I'm trying to find an effective way of writing collections created inside tasks to the output files of the job. For example, if we iterate over a RDD using foreach
, we can create data structures that are local to the executor ex.,ListBuffer arr
in the following code snippet. My problem is that how do I serialise arr
and write it to file?
(1) Should I use FileWriter
api or Spark saveAsTextFile
will work?
(2) What will be the advantages of using one over the other
(3) Is there a better way of achieving the same.
PS: The reason I am using foreach
instead of map
is because I might not be able to transform all my RDD rows and I want to avoid getting Null values in the output.

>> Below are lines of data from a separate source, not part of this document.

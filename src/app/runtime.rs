use crate::input::{InputAction, InputService};
use std::sync::atomic::{AtomicBool, Ordering};
use std::sync::Arc;
use std::time::Duration;
use tokio::sync::mpsc::UnboundedSender;

/// Spawn a blocking thread that collects terminal input and forwards actions onto a channel.
pub fn spawn_input_thread(
    tx: UnboundedSender<InputAction>,
    shutdown: Arc<AtomicBool>,
    poll_interval: Duration,
) -> std::thread::JoinHandle<()> {
    std::thread::spawn(move || {
        let mut service = InputService::new();
        while !shutdown.load(Ordering::SeqCst) {
            match service.poll_actions(Some(poll_interval)) {
                Ok(actions) => {
                    for action in actions {
                        if tx.send(action).is_err() {
                            return;
                        }
                    }
                }
                Err(err) => {
                    log::error!("Input thread error: {}", err);
                    break;
                }
            }
        }
    })
}
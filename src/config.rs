//! Viewer settings.
//!
//! Defaults cover everything; with the `config` feature a TOML file can override them, and
//! command-line flags override both.

use crate::error::{NdjviewError, Result};
use serde::{Deserialize, Serialize};
use std::time::Duration;

#[derive(Debug, Clone, PartialEq, Eq, Serialize, Deserialize)]
#[serde(default)]
pub struct ViewerConfig {
    /// Rows rendered beyond each edge of the viewport
    pub overscan: usize,
    /// Height assumed for rows that have not been laid out yet
    pub estimated_row_height: u32,
    pub search_debounce_ms: u64,
    pub timeline_buckets: usize,
    /// Redraw interval while streaming
    pub tick_rate_ms: u64,
    /// Start pinned to the newest records
    pub follow: bool,
}

impl Default for ViewerConfig {
    fn default() -> Self {
        Self {
            overscan: 5,
            estimated_row_height: 1,
            search_debounce_ms: 300,
            timeline_buckets: 8,
            tick_rate_ms: 50,
            follow: true,
        }
    }
}

impl ViewerConfig {
    pub fn search_debounce(&self) -> Duration {
        Duration::from_millis(self.search_debounce_ms)
    }

    pub fn tick_rate(&self) -> Duration {
        Duration::from_millis(self.tick_rate_ms)
    }

    pub fn validate(&self) -> Result<()> {
        if self.estimated_row_height == 0 {
            return Err(NdjviewError::config("estimated_row_height must be at least 1"));
        }
        if self.timeline_buckets == 0 {
            return Err(NdjviewError::config("timeline_buckets must be at least 1"));
        }
        if self.tick_rate_ms == 0 {
            return Err(NdjviewError::config("tick_rate_ms must be at least 1"));
        }
        Ok(())
    }

    /// Parse settings from TOML text; missing keys keep their defaults.
    #[cfg(feature = "config")]
    pub fn from_toml(contents: &str) -> Result<Self> {
        let config: Self = toml::from_str(contents)
            .map_err(|e| NdjviewError::config(format!("Failed to parse config: {e}")))?;
        config.validate()?;
        Ok(config)
    }

    #[cfg(feature = "config")]
    pub fn load_from(path: &std::path::Path) -> Result<Self> {
        let contents = std::fs::read_to_string(path).map_err(|e| {
            NdjviewError::config(format!(
                "Failed to read config file {}: {e}",
                path.display()
            ))
        })?;
        Self::from_toml(&contents)
    }

    /// `<config_dir>/ndjview/config.toml`, if the platform has a config directory.
    #[cfg(feature = "config")]
    pub fn default_path() -> Option<std::path::PathBuf> {
        dirs::config_dir().map(|dir| dir.join("ndjview").join("config.toml"))
    }

    /// Load the per-user config file, falling back to defaults when it does not exist.
    #[cfg(feature = "config")]
    pub fn load_default() -> Result<Self> {
        match Self::default_path() {
            Some(path) if path.is_file() => {
                log::info!("loading config from {}", path.display());
                Self::load_from(&path)
            }
            _ => Ok(Self::default()),
        }
    }
}
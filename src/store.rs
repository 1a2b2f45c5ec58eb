//! Append-only log store.
//!
//! The store holds every record parsed by the active session in arrival order. Indices are
//! stable once assigned: there is no deletion, reordering, or in-place mutation. The only
//! way back to an empty store is a session retry, which bumps [`LogStore::generation`] so
//! readers can tell the sequence changed identity.

use crate::record::LogRecord;
use parking_lot::RwLock;
use std::ops::Range;
use std::sync::Arc;

#[derive(Debug, Default)]
struct StoreInner {
    records: Vec<Arc<LogRecord>>,
    generation: u64,
}

/// Shared handle to the record sequence. Cloning is cheap.
#[derive(Debug, Clone, Default)]
pub struct LogStore {
    inner: Arc<RwLock<StoreInner>>,
}

impl LogStore {
    pub fn new() -> Self {
        Self::default()
    }

    /// Number of records appended so far
    pub fn len(&self) -> usize {
        self.inner.read().records.len()
    }

    pub fn is_empty(&self) -> bool {
        self.inner.read().records.is_empty()
    }

    /// Incremented every time the store is reset for a new session.
    pub fn generation(&self) -> u64 {
        self.inner.read().generation
    }

    pub fn get(&self, index: usize) -> Option<Arc<LogRecord>> {
        self.inner.read().records.get(index).cloned()
    }

    /// Records in `range`, clamped to the current length.
    pub fn range(&self, range: Range<usize>) -> Vec<Arc<LogRecord>> {
        let inner = self.inner.read();
        let end = range.end.min(inner.records.len());
        let start = range.start.min(end);
        inner.records[start..end].to_vec()
    }

    /// Copy of the full sequence (record bodies are shared, not cloned).
    pub fn snapshot(&self) -> Vec<Arc<LogRecord>> {
        self.inner.read().records.clone()
    }

    /// `(generation, len)` read under one lock.
    pub fn version(&self) -> (u64, usize) {
        let inner = self.inner.read();
        (inner.generation, inner.records.len())
    }

    pub(crate) fn append(&self, records: Vec<LogRecord>) {
        if records.is_empty() {
            return;
        }
        let mut inner = self.inner.write();
        inner.records.extend(records.into_iter().map(Arc::new));
    }

    pub(crate) fn reset(&self) {
        let mut inner = self.inner.write();
        inner.records = Vec::new();
        inner.generation += 1;
    }
}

val dataSorted: RDD[(Int, Int)] = <Some Operation>
val arr: ListBuffer = ListBuffer[(String, String)]()
dataSorted.foreach {
case (e, r) => {
if(e.id > 1000) {
arr += (("a", "b"))
}
}
}
Thanks, Devj
You should not use driver's variables, but Accumulators - therw are articles about them with code examples here and here, also this question maybe helpful - there is simplified code example of custom AccumulatorParam
Write your own accumulator, that is able to add (String, String)
or use built-in CollectionAccumulator
. This is implementation of AccumulatorV2, new version of accumulator from Spark 2
Other way is to use Spark built-in filter and map functions - thanks @ImDarrenG for suggesting flatMap, but I think filter and map will be easier:
val result : Array[(String, String)] = someRDD
.filter(x => x._1 > 1000) // filter only good rows
.map (x => ("a", "b"))
.collect() // convert to arrat